The utility model discloses an accurate comparison circuit who takes the return difference is constituteed to resistance partial pressure filter circuit, comparator circuit, through design VREF voltage value and resistance R1, resistance R2, resistance R3's resistance value, when MOSFET body diode's electric current was a certain definite value, Vb voltage just was greater than VREF this moment, the comparator action switched on MOS pipe Q2; and when the external voltage is higher than or equal to the internal voltage, the MOS transistor Q2 is turned off. And resistor R7 produces the return difference voltage, avoids when Vb = VREF, and the repetition turns on and off MOS pipe Q2.

The foregoing is a more detailed description of the present invention, taken in conjunction with the specific preferred embodiments thereof, and it is not intended that the invention be limited to the specific embodiments shown and described.
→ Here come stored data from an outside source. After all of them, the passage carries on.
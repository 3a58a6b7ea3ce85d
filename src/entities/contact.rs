use serde::{Deserialize, Serialize};
use uuid::Uuid;

use crate::utils::serde_helpers::{display_fromstr, wrapped_list, xero_enum};

xero_enum! {
    pub enum AddressType {
        PoBox => "POBOX",
        Street => "STREET",
        Delivery => "DELIVERY",
    }
}

#[derive(Clone, Debug, Default, PartialEq, Eq, Serialize, Deserialize)]
#[serde(rename = "Address", rename_all = "PascalCase")]
pub struct Address {
    #[serde(default, skip_serializing_if = "Option::is_none")]
    pub address_type: Option<AddressType>,
    #[serde(default, skip_serializing_if = "Option::is_none")]
    pub address_line1: Option<String>,
    #[serde(default, skip_serializing_if = "Option::is_none")]
    pub address_line2: Option<String>,
    #[serde(default, skip_serializing_if = "Option::is_none")]
    pub city: Option<String>,
    #[serde(default, skip_serializing_if = "Option::is_none")]
    pub region: Option<String>,
    #[serde(default, skip_serializing_if = "Option::is_none")]
    pub postal_code: Option<String>,
    #[serde(default, skip_serializing_if = "Option::is_none")]
    pub country: Option<String>,
}

/// The contact an invoice is raised against. Xero matches an existing contact by
/// `ContactID` first, then by `Name`, and creates one when neither matches.
#[derive(Clone, Debug, Default, PartialEq, Eq, Serialize, Deserialize)]
#[serde(rename = "Contact", rename_all = "PascalCase")]
pub struct Contact {
    #[serde(
        rename = "ContactID",
        default,
        with = "display_fromstr",
        skip_serializing_if = "Option::is_none"
    )]
    pub contact_id: Option<Uuid>,
    #[serde(default, skip_serializing_if = "Option::is_none")]
    pub name: Option<String>,
    #[serde(default, skip_serializing_if = "Option::is_none")]
    pub email_address: Option<String>,
    #[serde(default, with = "addresses", skip_serializing_if = "Vec::is_empty")]
    pub addresses: Vec<Address>,
}

wrapped_list!(mod addresses: Address => "Address");

impl Contact {
    #[must_use]
    pub fn named(name: impl Into<String>) -> Self {
        Self {
            name: Some(name.into()),
            ..Self::default()
        }
    }

    #[must_use]
    pub fn with_id(contact_id: Uuid) -> Self {
        Self {
            contact_id: Some(contact_id),
            ..Self::default()
        }
    }
}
To the utility model belongs to the technical field of ordinary technical personnel, do not deviate from the utility model discloses under the prerequisite of design, can also make a plurality of simple deductions or replacement, all should regard as belonging to the utility model discloses a protection scope.

Claims

1. An ORing MOSFET control circuit, comprising: including the control unit and MOS pipe Q2, the control unit includes signal acquisition and amplifier circuit, resistance partial pressure filter circuit and comparator circuit, signal acquisition and amplifier circuit's output with resistance partial pressure filter circuit's input is connected, resistance partial pressure filter circuit's output with the input of comparator circuit is connected, the output of comparator circuit with MOS pipe Q2's gate is connected, MOS pipe Q2's source connects internal voltage V _ IN, MOS pipe Q2's drain electrode connects external voltage V _ OUT.
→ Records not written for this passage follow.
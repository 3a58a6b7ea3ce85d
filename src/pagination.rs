//! Paging through a collection while staying under the provider's rate limit.
//!
//! Xero allows 60 calls per minute for a private application. [`Pages`] walks a
//! collection one page at a time and, following the configured [`Pacing`], sleeps
//! before the request that would start the next batch of pages.

use std::{marker::PhantomData, time::Duration};

use time::OffsetDateTime;
use tokio::time::sleep;

use crate::client::{Client, Transport};
use crate::entities::Resource;
use crate::error::Result;

pub const DEFAULT_PAGES_PER_PAUSE: u32 = 50;
pub const DEFAULT_PAUSE: Duration = Duration::from_secs(60);

/// How often bulk listing pauses, and for how long.
#[derive(Debug, Clone, Copy, PartialEq, Eq)]
pub struct Pacing {
    /// Number of pages fetched between two pauses. Zero disables pausing.
    pub pages_per_pause: u32,
    pub pause: Duration,
}

impl Default for Pacing {
    fn default() -> Self {
        Self {
            pages_per_pause: DEFAULT_PAGES_PER_PAUSE,
            pause: DEFAULT_PAUSE,
        }
    }
}

impl Pacing {
    #[must_use]
    pub const fn new(pages_per_pause: u32, pause: Duration) -> Self {
        Self {
            pages_per_pause,
            pause,
        }
    }

    /// Never pauses.
    #[must_use]
    pub const fn unpaced() -> Self {
        Self::new(0, Duration::ZERO)
    }

    /// Whether a pause is due before requesting the 1-based `page`, i.e. before pages
    /// 51, 101, 151 and so on with the default pacing.
    #[must_use]
    pub fn pauses_before(&self, page: u32) -> bool {
        self.pages_per_pause > 0 && page > 1 && (page - 1) % self.pages_per_pause == 0
    }
}

/// Parameters of a single list request.
#[derive(Debug, Clone, PartialEq, Eq)]
pub struct ListOptions {
    /// 1-based page number.
    pub page: u32,
    /// Carried for callers that track incremental syncs. It is not sent to the service.
    pub modified_after: Option<OffsetDateTime>,
}

impl Default for ListOptions {
    fn default() -> Self {
        Self::page(1)
    }
}

impl ListOptions {
    #[must_use]
    pub fn page(page: u32) -> Self {
        Self {
            page,
            modified_after: None,
        }
    }

    #[must_use]
    pub fn modified_after(mut self, modified_after: OffsetDateTime) -> Self {
        self.modified_after = Some(modified_after);
        self
    }

    pub(crate) fn query(&self) -> Vec<(&'static str, String)> {
        vec![("page", self.page.to_string())]
    }
}

/// A cursor over the pages of a collection, starting at page 1.
///
/// Paging ends at the first empty page or at the first error; after either,
/// [`Pages::next_page`] keeps returning `Ok(None)`.
#[derive(Debug)]
pub struct Pages<'a, R, T = reqwest::Client> {
    client: &'a Client<T>,
    next: u32,
    done: bool,
    pages_fetched: u32,
    pauses: u32,
    _resource: PhantomData<fn() -> R>,
}

impl<'a, R: Resource, T: Transport> Pages<'a, R, T> {
    pub(crate) fn new(client: &'a Client<T>) -> Self {
        Self {
            client,
            next: 1,
            done: false,
            pages_fetched: 0,
            pauses: 0,
            _resource: PhantomData,
        }
    }

    /// Fetches the next page, returning `None` once the collection is exhausted.
    pub async fn next_page(&mut self) -> Result<Option<Vec<R>>> {
        if self.done {
            return Ok(None);
        }

        let page = self.next;
        let pacing = self.client.pacing();
        if pacing.pauses_before(page) {
            warn!(
                resource = R::NAME,
                page,
                pause = ?pacing.pause,
                "pausing to stay under the rate limit"
            );
            self.pauses += 1;
            sleep(pacing.pause).await;
        }

        let records = match self.client.list::<R>(page).await {
            Ok(records) => records,
            Err(e) => {
                self.done = true;
                return Err(e);
            }
        };
        self.pages_fetched += 1;
        self.next += 1;

        if records.is_empty() {
            debug!(resource = R::NAME, page, "reached the last page");
            self.done = true;
            return Ok(None);
        }
        Ok(Some(records))
    }

    /// Drains the remaining pages, concatenated in page order. Records collected before
    /// an error are dropped.
    pub async fn collect_all(mut self) -> Result<Vec<R>> {
        let mut records = Vec::new();
        while let Some(page) = self.next_page().await? {
            records.extend(page);
        }
        Ok(records)
    }

    /// Number of list requests that returned a response, including the final empty page.
    #[must_use]
    pub fn pages_fetched(&self) -> u32 {
        self.pages_fetched
    }

    /// Number of rate-limit pauses taken so far.
    #[must_use]
    pub fn pauses(&self) -> u32 {
        self.pauses
    }
}

#[cfg(test)]
mod tests {
    use super::*;

    #[test]
    fn default_pacing_pauses_after_every_fiftieth_page() {
        let pacing = Pacing::default();
        let due = (1..=160).filter(|page| pacing.pauses_before(*page)).collect::<Vec<_>>();
        assert_eq!(due, vec![51, 101, 151]);
    }

    #[test]
    fn unpaced_never_pauses() {
        let pacing = Pacing::unpaced();
        assert!((1..=500).all(|page| !pacing.pauses_before(page)));
    }

    #[test]
    fn modified_after_is_not_sent() {
        let options = ListOptions::page(3).modified_after(OffsetDateTime::UNIX_EPOCH);
        assert_eq!(options.query(), vec![("page", "3".to_string())]);
    }
}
2. The ORing MOSFET control circuit of claim 1, wherein: signal acquisition and amplifier circuit includes diode D1A, diode D1B, triode Q1A, triode Q1B, triode Q1A's collecting electrode meets and connects power supply voltage VCC behind resistance R4, triode Q1A's base with triode Q1B's base is connected, triode Q1A's projecting pole with diode D1A's positive pole is connected, diode D1A's negative pole meets external voltage V _ OUT, triode Q1B's collecting electrode meets power supply voltage VCC, triode Q1B's projecting pole with diode D1B's positive pole is connected, diode D1B's negative pole meets internal voltage V _ IN.

3. The ORing MOSFET control circuit of claim 2, wherein: the parameters of the diode D1A and the diode D1B are consistent, and the parameters of the triode Q1A and the parameters of the triode Q1B are consistent.
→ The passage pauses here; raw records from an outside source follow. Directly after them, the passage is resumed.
use std::sync::{Arc, Mutex, Once};

use reqwest::{Method, StatusCode, header::HeaderMap};
use tracing::info;
use url::Url;

use xero_private::{Client, Credentials, Pacing, RawResponse, Transport};

pub const CONSUMER_KEY: &str = "HMYQ0JZDWBJQOSGEXAMPLEKEYDTOTI1";

static LOGGING_CONFIGURED: Once = Once::new();

/// Setup before test runs
pub fn do_setup() {
    LOGGING_CONFIGURED.call_once(|| {
        tracing_subscriber::fmt()
            .with_env_filter(
                tracing_subscriber::EnvFilter::try_from_default_env()
                    .unwrap_or_else(|_| tracing_subscriber::EnvFilter::new("debug")),
            )
            .with_test_writer()
            .init();
    });
    info!("Setting up test environment");
}

/// Reads a file from `tests/fixtures`.
#[allow(dead_code)]
pub fn fixture(name: &str) -> String {
    let path = format!("{}/tests/fixtures/{name}", env!("CARGO_MANIFEST_DIR"));
    std::fs::read_to_string(&path).unwrap_or_else(|e| panic!("missing fixture {path}: {e}"))
}

#[allow(dead_code)]
pub fn credentials() -> Credentials {
    Credentials::new(CONSUMER_KEY, &fixture("private_key.pem")).expect("fixture key parses")
}

/// What the mock transport saw of a request.
#[allow(dead_code)]
#[derive(Debug, Clone)]
pub struct RecordedRequest {
    pub method: Method,
    pub url: Url,
    pub headers: HeaderMap,
    pub body: Option<String>,
}

impl RecordedRequest {
    /// The `page` query parameter, if any.
    #[allow(dead_code)]
    pub fn page(&self) -> Option<u32> {
        self.url
            .query_pairs()
            .find(|(key, _)| key == "page")
            .and_then(|(_, value)| value.parse().ok())
    }

    /// The XML document posted in the `xml` form field.
    #[allow(dead_code)]
    pub fn posted_xml(&self) -> Option<String> {
        let body = self.body.as_ref()?;
        url::form_urlencoded::parse(body.as_bytes())
            .find(|(key, _)| key == "xml")
            .map(|(_, value)| value.into_owned())
    }

    #[allow(dead_code)]
    pub fn header(&self, name: &str) -> Option<&str> {
        self.headers.get(name).and_then(|value| value.to_str().ok())
    }
}

type Responder = dyn Fn(&RecordedRequest) -> RawResponse + Send + Sync;

/// An in-memory transport that records every request and answers with a scripted
/// response.
#[derive(Clone)]
pub struct MockTransport {
    responder: Arc<Responder>,
    requests: Arc<Mutex<Vec<RecordedRequest>>>,
}

#[allow(dead_code)]
impl MockTransport {
    pub fn new(responder: impl Fn(&RecordedRequest) -> RawResponse + Send + Sync + 'static) -> Self {
        Self {
            responder: Arc::new(responder),
            requests: Arc::new(Mutex::new(Vec::new())),
        }
    }

    /// Answers every request with `status` and `body`.
    pub fn replying(status: StatusCode, body: impl Into<String>) -> Self {
        let body = body.into();
        Self::new(move |request| response(status, request, &body))
    }

    /// Answers `GET ...?page=n` with `page_body(n)`.
    pub fn paged(page_body: impl Fn(u32) -> String + Send + Sync + 'static) -> Self {
        Self::new(move |request| {
            let page = request.page().unwrap_or(1);
            response(StatusCode::OK, request, &page_body(page))
        })
    }

    pub fn requests(&self) -> Vec<RecordedRequest> {
        self.requests.lock().expect("requests lock").clone()
    }

    pub fn request_count(&self) -> usize {
        self.requests.lock().expect("requests lock").len()
    }
}

impl std::fmt::Debug for MockTransport {
    fn fmt(&self, f: &mut std::fmt::Formatter<'_>) -> std::fmt::Result {
        f.debug_struct("MockTransport")
            .field("requests", &self.request_count())
            .finish_non_exhaustive()
    }
}

impl Transport for MockTransport {
    async fn send(&self, request: reqwest::Request) -> xero_private::error::Result<RawResponse> {
        let recorded = RecordedRequest {
            method: request.method().clone(),
            url: request.url().clone(),
            headers: request.headers().clone(),
            body: request
                .body()
                .and_then(reqwest::Body::as_bytes)
                .map(|bytes| String::from_utf8_lossy(bytes).into_owned()),
        };
        let response = (self.responder)(&recorded);
        self.requests.lock().expect("requests lock").push(recorded);
        Ok(response)
    }
}

#[allow(dead_code)]
pub fn response(status: StatusCode, request: &RecordedRequest, body: &str) -> RawResponse {
    RawResponse {
        status,
        url: request.url.to_string(),
        body: body.to_string(),
    }
}

/// A client for the production base URL that talks to `transport` with default pacing.
#[allow(dead_code)]
pub fn mock_client(transport: MockTransport) -> Client<MockTransport> {
    Client::builder(credentials())
        .transport(transport)
        .build()
        .expect("client builds")
}

#[allow(dead_code)]
pub fn unpaced_client(transport: MockTransport) -> Client<MockTransport> {
    Client::builder(credentials())
        .transport(transport)
        .pacing(Pacing::unpaced())
        .build()
        .expect("client builds")
}

/// An OK envelope holding one invoice per number in `numbers`.
#[allow(dead_code)]
pub fn invoices_envelope(numbers: impl IntoIterator<Item = u32>) -> String {
    let invoices = numbers
        .into_iter()
        .map(|n| {
            format!(
                "<Invoice><Type>ACCREC</Type><InvoiceID>{}</InvoiceID>\
                 <InvoiceNumber>INV-{n:04}</InvoiceNumber>\
                 <Contact><Name>Arduino LLC</Name></Contact><Status>AUTHORISED</Status></Invoice>",
                uuid::Uuid::from_u128(u128::from(n))
            )
        })
        .collect::<String>();
    format!(
        "<Response><Id>4bb5d3ff-1a06-4a34-a2c4-59b3d8cd0ec6</Id><Status>OK</Status>\
         <ProviderName>xero-private tests</ProviderName>\
         <DateTimeUTC>2015-06-10T05:22:32.5137373Z</DateTimeUTC>\
         <Invoices>{invoices}</Invoices></Response>"
    )
}

/// Serves `pages` pages of `per_page` invoices each, numbered consecutively, then an
/// empty page.
#[allow(dead_code)]
pub fn paged_invoices(pages: u32, per_page: u32) -> MockTransport {
    MockTransport::paged(move |page| {
        if page > pages {
            invoices_envelope(std::iter::empty())
        } else {
            let first = (page - 1) * per_page + 1;
            invoices_envelope(first..first + per_page)
        }
    })
}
4. The ORing MOSFET control circuit of claim 2, wherein: the resistance voltage-dividing filter circuit comprises a resistor R1, a resistor R2, a resistor R3 and a capacitor C1, one end of the resistor R1 is connected with a power supply voltage VCC, the other end of the resistor R1 is connected with a collector of a triode Q1B, one end of the resistor R2 is connected between collectors of the resistor R1 and the triode Q1B, the other end of the resistor R2 is connected with one end of a resistor R3, one end of the capacitor C1 and the input end of a comparator circuit respectively, the other end of the resistor R3 is connected with an internal voltage V _ IN, and the other end of the capacitor C1 is connected with an internal voltage V _ IN.

5. The ORing MOSFET control circuit of claim 4, wherein: the comparator circuit comprises a comparator U1, a resistor R5, a resistor R6 and a resistor R7, wherein the positive input end of the comparator U1 is connected with the resistor R2 after being connected with the resistor R5, the negative input end of the comparator U1 is connected with the reference voltage VREF after being connected with the resistor R6, the output end of the comparator U1 is connected with the gate of the MOS tube Q2, one end of the resistor R7 is connected with the positive input end of the comparator U1, and the other end of the resistor R7 is connected with the output end of the comparator U1.

6. The ORing MOSFET control circuit of claim 5, wherein: a resistor R8 is connected in series between the output end of the comparator U1 and the gate of the MOS transistor Q2.

7. A power parallel system, characterized by: an ORing MOSFET control circuit as claimed in any of claims 1 to 6.